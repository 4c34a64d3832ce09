//! Client configuration at `~/.rterm/client.toml`.
//!
//! Provides default host, port, marker, and output settings.
//! CLI flags always override config file values.

use anyhow::{Context, Result};
use rterm_core::{Marker, DEFAULT_PORT};
use serde::{Deserialize, Serialize};
use std::path::Path;
use tracing::debug;

/// Top-level config file structure.
#[derive(Debug, Clone, Default, Serialize, Deserialize)]
pub struct Config {
    /// Default connection settings.
    #[serde(default)]
    pub default: DefaultConfig,
}

/// Default connection settings.
#[derive(Debug, Clone, Serialize, Deserialize)]
pub struct DefaultConfig {
    /// Default server host.
    #[serde(default = "default_host")]
    pub host: String,

    /// Default server port.
    #[serde(default = "default_port")]
    pub port: u16,

    /// Response marker the server uses: "standard" or "legacy".
    #[serde(default)]
    pub marker: Marker,

    /// Show streamed output as it arrives instead of waiting for markers.
    #[serde(default)]
    pub stream: bool,

    /// Connect timeout in seconds.
    #[serde(default = "default_timeout_secs")]
    pub timeout_secs: u64,
}

impl Default for DefaultConfig {
    fn default() -> Self {
        Self {
            host: default_host(),
            port: default_port(),
            marker: Marker::default(),
            stream: false,
            timeout_secs: default_timeout_secs(),
        }
    }
}

fn default_host() -> String {
    "127.0.0.1".to_string()
}

fn default_port() -> u16 {
    DEFAULT_PORT
}

fn default_timeout_secs() -> u64 {
    10
}

impl Config {
    /// Load configuration from a TOML file, returning defaults if the file
    /// does not exist.
    pub fn load(path: &str) -> Result<Self> {
        let path = Path::new(path);
        if !path.exists() {
            debug!(path = %path.display(), "config file not found, using defaults");
            return Ok(Self::default());
        }

        let content = std::fs::read_to_string(path)
            .with_context(|| format!("failed to read config at {}", path.display()))?;
        let config: Config = toml::from_str(&content)
            .with_context(|| format!("failed to parse config at {}", path.display()))?;

        debug!(path = %path.display(), "loaded config");
        Ok(config)
    }
}

/// Parse a `host[:port]` target into `(host, port)`.
///
/// Bare IPv6 addresses must be bracketed when a port is given
/// (`[::1]:27015`); an unbracketed address containing several colons is
/// taken as a host without a port.
pub fn parse_target(target: &str, default_port: u16) -> Result<(String, u16)> {
    if target.is_empty() {
        anyhow::bail!("empty host");
    }

    if let Some(rest) = target.strip_prefix('[') {
        let (host, tail) = rest
            .split_once(']')
            .with_context(|| format!("unterminated '[' in target '{target}'"))?;
        let port = match tail.strip_prefix(':') {
            Some(port) => parse_port(port, target)?,
            None if tail.is_empty() => default_port,
            None => anyhow::bail!("unexpected '{tail}' in target '{target}'"),
        };
        return Ok((host.to_string(), port));
    }

    match target.rsplit_once(':') {
        Some((host, port)) if !host.contains(':') => {
            if host.is_empty() {
                anyhow::bail!("empty host in target '{target}'");
            }
            Ok((host.to_string(), parse_port(port, target)?))
        }
        _ => Ok((target.to_string(), default_port)),
    }
}

fn parse_port(port: &str, target: &str) -> Result<u16> {
    port.parse::<u16>()
        .with_context(|| format!("invalid port '{port}' in target '{target}'"))
}

/// Format `host` and `port` as a connect address.
pub fn socket_address(host: &str, port: u16) -> String {
    if host.contains(':') {
        format!("[{host}]:{port}")
    } else {
        format!("{host}:{port}")
    }
}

**WORK ORDER**
Your response must contain all of the records, copied exactly.

**PROBLEM SOLUTION**
repository 4c34a64d3832ce09
//! Client configuration at `~/.rterm/client.toml`.
//!
//! Provides default host, port, marker, and output settings.
//! CLI flags always override config file values.

use anyhow::{Context, Result};
use rterm_core::{Marker, DEFAULT_PORT};
use serde::{Deserialize, Serialize};
use std::path::Path;
use tracing::debug;

/// Top-level config file structure.
#[derive(Debug, Clone, Default, Serialize, Deserialize)]
pub struct Config {
    /// Default connection settings.
    #[serde(default)]
    pub default: DefaultConfig,
}

/// Default connection settings.
#[derive(Debug, Clone, Serialize, Deserialize)]
pub struct DefaultConfig {
    /// Default server host.
    #[serde(default = "default_host")]
    pub host: String,

    /// Default server port.
    #[serde(default = "default_port")]
    pub port: u16,

    /// Response marker the server uses: "standard" or "legacy".
    #[serde(default)]
    pub marker: Marker,

    /// Show streamed output as it arrives instead of waiting for markers.
    #[serde(default)]
    pub stream: bool,

    /// Connect timeout in seconds.
    #[serde(default = "default_timeout_secs")]
    pub timeout_secs: u64,
}

impl Default for DefaultConfig {
    fn default() -> Self {
        Self {
            host: default_host(),
            port: default_port(),
            marker: Marker::default(),
            stream: false,
            timeout_secs: default_timeout_secs(),
        }
    }
}

fn default_host() -> String {
    "127.0.0.1".to_string()
}

fn default_port() -> u16 {
    DEFAULT_PORT
}

fn default_timeout_secs() -> u64 {
    10
}

impl Config {
    /// Load configuration from a TOML file, returning defaults if the file
    /// does not exist.
    pub fn load(path: &str) -> Result<Self> {
        let path = Path::new(path);
        if !path.exists() {
            debug!(path = %path.display(), "config file not found, using defaults");
            return Ok(Self::default());
        }

        let content = std::fs::read_to_string(path)
            .with_context(|| format!("failed to read config at {}", path.display()))?;
        let config: Config = toml::from_str(&content)
            .with_context(|| format!("failed to parse config at {}", path.display()))?;

        debug!(path = %path.display(), "loaded config");
        Ok(config)
    }
}

/// Parse a `host[:port]` target into `(host, port)`.
///
/// Bare IPv6 addresses must be bracketed when a port is given
/// (`[::1]:27015`); an unbracketed address containing several colons is
/// taken as a host without a port.
pub fn parse_target(target: &str, default_port: u16) -> Result<(String, u16)> {
    if target.is_empty() {
        anyhow::bail!("empty host");
    }

    if let Some(rest) = target.strip_prefix('[') {
        let (host, tail) = rest
            .split_once(']')
            .with_context(|| format!("unterminated '[' in target '{target}'"))?;
        let port = match tail.strip_prefix(':') {
            Some(port) => parse_port(port, target)?,
            None if tail.is_empty() => default_port,
            None => anyhow::bail!("unexpected '{tail}' in target '{target}'"),
        };
        return Ok((host.to_string(), port));
    }

    match target.rsplit_once(':') {
        Some((host, port)) if !host.contains(':') => {
            if host.is_empty() {
                anyhow::bail!("empty host in target '{target}'");
            }
            Ok((host.to_string(), parse_port(port, target)?))
        }
        _ => Ok((target.to_string(), default_port)),
    }
}

fn parse_port(port: &str, target: &str) -> Result<u16> {
    port.parse::<u16>()
        .with_context(|| format!("invalid port '{port}' in target '{target}'"))
}

/// Format `host` and `port` as a connect address.
pub fn socket_address(host: &str, port: u16) -> String {
    if host.contains(':') {
        format!("[{host}]:{port}")
    } else {
        format!("{host}:{port}")
    }
}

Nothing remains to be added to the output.